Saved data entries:

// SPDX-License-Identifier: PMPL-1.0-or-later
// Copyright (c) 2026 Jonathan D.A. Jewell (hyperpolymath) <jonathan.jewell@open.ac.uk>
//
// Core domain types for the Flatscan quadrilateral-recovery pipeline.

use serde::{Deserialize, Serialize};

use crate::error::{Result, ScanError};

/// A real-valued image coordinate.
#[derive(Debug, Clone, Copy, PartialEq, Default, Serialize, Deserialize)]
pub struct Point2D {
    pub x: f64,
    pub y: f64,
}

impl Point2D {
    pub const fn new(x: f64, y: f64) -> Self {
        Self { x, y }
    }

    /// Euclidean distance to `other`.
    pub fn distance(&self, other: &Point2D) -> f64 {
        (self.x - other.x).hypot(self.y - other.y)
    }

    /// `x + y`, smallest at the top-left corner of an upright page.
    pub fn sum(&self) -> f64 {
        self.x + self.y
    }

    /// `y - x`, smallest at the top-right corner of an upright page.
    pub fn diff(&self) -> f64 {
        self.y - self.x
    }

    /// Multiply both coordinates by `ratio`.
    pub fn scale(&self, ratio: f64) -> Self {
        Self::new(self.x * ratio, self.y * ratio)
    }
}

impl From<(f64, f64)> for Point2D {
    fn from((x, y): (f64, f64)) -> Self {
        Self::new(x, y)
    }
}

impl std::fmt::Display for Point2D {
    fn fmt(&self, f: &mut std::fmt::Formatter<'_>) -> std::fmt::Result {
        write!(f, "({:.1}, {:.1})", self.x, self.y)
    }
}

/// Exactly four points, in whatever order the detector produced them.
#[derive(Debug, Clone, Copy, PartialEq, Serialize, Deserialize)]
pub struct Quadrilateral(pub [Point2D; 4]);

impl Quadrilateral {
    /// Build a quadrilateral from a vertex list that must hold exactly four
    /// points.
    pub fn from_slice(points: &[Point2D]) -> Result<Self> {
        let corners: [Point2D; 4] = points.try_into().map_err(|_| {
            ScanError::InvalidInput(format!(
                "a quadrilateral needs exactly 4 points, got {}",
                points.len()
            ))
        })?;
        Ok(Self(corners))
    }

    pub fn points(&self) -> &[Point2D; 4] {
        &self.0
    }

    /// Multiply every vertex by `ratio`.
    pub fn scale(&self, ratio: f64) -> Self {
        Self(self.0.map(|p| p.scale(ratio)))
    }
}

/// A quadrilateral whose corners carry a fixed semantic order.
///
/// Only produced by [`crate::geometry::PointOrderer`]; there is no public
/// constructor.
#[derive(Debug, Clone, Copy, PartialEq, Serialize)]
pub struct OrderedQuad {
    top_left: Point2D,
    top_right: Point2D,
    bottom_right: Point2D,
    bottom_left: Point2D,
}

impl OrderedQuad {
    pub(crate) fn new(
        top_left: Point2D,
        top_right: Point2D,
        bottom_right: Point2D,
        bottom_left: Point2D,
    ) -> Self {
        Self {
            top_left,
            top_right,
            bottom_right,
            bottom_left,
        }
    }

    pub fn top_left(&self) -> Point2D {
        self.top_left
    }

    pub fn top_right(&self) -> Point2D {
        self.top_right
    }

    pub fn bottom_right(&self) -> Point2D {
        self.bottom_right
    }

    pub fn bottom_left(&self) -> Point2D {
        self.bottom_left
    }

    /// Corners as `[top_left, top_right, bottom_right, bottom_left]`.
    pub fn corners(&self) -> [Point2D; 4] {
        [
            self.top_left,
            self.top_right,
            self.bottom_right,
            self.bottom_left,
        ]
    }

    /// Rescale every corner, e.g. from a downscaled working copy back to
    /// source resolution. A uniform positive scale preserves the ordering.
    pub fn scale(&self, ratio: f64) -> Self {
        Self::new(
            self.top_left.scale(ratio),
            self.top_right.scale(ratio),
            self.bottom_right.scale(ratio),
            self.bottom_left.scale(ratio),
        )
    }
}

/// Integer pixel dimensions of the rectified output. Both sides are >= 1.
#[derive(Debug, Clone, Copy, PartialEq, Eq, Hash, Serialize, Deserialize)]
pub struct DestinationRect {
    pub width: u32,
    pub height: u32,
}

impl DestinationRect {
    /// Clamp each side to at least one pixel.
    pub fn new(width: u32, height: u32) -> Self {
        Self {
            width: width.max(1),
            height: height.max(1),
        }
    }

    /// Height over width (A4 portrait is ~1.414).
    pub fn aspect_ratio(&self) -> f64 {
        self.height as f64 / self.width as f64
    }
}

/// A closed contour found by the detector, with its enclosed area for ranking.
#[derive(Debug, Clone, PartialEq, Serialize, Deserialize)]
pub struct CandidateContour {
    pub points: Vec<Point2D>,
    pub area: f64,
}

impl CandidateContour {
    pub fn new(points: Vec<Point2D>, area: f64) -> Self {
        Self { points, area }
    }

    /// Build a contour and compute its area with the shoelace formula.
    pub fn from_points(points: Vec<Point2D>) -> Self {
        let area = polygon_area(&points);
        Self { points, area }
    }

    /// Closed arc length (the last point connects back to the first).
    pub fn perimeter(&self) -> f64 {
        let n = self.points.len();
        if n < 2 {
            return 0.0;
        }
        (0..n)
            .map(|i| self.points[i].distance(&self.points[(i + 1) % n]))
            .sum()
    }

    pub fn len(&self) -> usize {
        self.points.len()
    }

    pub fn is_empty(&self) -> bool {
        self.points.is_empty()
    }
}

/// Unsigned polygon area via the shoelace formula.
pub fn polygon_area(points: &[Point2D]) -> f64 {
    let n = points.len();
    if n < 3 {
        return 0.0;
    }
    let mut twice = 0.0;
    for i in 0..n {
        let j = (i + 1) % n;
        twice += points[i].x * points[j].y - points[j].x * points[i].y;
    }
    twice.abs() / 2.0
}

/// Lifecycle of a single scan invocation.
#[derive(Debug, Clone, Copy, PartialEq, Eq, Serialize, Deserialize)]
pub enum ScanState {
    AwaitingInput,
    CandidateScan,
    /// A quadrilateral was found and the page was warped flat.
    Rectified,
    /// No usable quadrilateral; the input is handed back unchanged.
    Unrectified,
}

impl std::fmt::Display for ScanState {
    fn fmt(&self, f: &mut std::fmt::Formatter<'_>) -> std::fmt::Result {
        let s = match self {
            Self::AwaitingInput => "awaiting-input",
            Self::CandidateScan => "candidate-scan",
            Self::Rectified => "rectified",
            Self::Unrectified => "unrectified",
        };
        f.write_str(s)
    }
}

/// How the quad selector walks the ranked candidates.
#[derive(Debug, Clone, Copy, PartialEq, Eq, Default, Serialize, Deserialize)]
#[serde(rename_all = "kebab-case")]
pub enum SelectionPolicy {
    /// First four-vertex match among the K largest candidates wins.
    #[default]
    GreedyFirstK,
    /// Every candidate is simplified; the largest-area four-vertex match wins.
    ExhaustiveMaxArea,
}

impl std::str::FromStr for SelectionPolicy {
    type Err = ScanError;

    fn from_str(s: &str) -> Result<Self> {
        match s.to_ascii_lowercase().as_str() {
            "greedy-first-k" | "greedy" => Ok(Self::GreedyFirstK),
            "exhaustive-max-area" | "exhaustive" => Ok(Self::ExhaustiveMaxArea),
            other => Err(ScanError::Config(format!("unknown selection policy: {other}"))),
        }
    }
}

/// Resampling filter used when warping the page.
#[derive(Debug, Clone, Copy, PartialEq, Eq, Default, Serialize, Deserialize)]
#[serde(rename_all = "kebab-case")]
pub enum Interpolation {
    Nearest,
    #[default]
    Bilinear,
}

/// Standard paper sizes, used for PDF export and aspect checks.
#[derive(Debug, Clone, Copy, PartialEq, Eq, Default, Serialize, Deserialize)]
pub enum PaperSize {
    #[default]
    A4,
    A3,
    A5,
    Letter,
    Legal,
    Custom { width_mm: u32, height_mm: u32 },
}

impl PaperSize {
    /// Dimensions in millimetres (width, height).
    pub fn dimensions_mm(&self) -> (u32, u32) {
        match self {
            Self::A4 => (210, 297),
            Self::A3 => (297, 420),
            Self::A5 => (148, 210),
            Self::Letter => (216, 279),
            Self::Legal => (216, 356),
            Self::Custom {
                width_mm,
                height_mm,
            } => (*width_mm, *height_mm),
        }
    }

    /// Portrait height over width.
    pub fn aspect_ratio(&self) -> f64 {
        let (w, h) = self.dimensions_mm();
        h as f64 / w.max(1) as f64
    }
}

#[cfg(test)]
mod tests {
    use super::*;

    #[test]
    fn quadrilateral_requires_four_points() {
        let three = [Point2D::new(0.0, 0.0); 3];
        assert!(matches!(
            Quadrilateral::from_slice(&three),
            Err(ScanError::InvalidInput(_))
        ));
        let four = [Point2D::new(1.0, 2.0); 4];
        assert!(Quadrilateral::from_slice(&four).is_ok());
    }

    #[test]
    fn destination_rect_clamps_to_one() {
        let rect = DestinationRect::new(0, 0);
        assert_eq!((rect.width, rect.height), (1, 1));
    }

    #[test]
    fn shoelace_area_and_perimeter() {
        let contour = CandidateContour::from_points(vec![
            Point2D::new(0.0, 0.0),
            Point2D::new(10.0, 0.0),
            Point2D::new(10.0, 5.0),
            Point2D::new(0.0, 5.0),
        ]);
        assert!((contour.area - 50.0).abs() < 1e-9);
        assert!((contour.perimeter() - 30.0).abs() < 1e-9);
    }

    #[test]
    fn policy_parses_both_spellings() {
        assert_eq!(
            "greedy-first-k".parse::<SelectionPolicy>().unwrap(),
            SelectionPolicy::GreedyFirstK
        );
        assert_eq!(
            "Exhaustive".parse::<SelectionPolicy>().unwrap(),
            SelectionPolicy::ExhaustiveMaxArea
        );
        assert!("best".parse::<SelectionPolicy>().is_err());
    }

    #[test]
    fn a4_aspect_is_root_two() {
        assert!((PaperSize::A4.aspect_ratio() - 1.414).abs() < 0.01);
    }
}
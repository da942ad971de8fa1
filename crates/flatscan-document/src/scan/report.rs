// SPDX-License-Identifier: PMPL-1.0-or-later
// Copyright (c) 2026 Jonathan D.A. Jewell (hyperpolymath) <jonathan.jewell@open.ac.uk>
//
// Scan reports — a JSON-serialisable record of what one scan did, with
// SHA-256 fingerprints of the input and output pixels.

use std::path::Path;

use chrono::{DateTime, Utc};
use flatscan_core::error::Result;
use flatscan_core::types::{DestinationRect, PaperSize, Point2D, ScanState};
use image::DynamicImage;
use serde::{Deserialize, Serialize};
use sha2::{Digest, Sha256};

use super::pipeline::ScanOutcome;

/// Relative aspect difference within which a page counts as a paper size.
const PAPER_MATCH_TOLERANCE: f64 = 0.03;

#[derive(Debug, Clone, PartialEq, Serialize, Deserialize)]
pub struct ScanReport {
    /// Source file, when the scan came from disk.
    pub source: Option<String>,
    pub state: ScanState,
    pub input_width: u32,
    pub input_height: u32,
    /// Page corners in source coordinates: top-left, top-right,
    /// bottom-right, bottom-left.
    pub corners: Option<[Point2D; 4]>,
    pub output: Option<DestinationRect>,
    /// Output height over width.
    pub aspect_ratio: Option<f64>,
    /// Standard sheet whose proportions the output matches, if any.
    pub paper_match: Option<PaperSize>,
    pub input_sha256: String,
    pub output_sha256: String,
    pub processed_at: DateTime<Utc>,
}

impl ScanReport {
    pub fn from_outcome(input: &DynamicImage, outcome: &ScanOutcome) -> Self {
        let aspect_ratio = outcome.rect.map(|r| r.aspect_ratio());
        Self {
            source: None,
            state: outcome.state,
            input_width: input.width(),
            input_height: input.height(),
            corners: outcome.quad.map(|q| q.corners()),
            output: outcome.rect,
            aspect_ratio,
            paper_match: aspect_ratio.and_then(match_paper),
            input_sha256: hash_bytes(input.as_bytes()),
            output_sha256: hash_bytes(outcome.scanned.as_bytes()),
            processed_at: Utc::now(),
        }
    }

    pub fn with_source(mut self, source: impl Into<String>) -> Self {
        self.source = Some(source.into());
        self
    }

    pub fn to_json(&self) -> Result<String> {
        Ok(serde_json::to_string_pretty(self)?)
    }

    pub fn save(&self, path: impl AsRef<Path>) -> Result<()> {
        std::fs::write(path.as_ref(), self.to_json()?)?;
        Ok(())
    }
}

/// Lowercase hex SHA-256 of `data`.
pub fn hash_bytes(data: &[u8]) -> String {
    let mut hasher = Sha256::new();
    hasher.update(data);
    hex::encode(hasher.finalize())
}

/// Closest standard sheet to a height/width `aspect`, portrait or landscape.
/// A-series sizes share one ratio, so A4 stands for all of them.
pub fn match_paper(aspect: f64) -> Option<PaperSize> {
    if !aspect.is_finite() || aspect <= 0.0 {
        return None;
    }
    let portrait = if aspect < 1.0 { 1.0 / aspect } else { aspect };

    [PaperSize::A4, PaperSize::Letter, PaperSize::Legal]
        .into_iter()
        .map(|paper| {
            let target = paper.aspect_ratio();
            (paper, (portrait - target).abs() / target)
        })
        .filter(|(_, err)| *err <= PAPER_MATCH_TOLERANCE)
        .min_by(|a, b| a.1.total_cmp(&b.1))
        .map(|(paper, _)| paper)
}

_Activity_.
Your answer should be the exact lines above from the one with "pub fn new(width: u32, height: u32)" through the one with "with the shoelace formula.", both included, and nothing besides.

_Written response_.
    pub fn new(width: u32, height: u32) -> Self {
        Self {
            width: width.max(1),
            height: height.max(1),
        }
    }

    /// Height over width (A4 portrait is ~1.414).
    pub fn aspect_ratio(&self) -> f64 {
        self.height as f64 / self.width as f64
    }
}

/// A closed contour found by the detector, with its enclosed area for ranking.
#[derive(Debug, Clone, PartialEq, Serialize, Deserialize)]
pub struct CandidateContour {
    pub points: Vec<Point2D>,
    pub area: f64,
}

impl CandidateContour {
    pub fn new(points: Vec<Point2D>, area: f64) -> Self {
        Self { points, area }
    }

    /// Build a contour and compute its area with the shoelace formula.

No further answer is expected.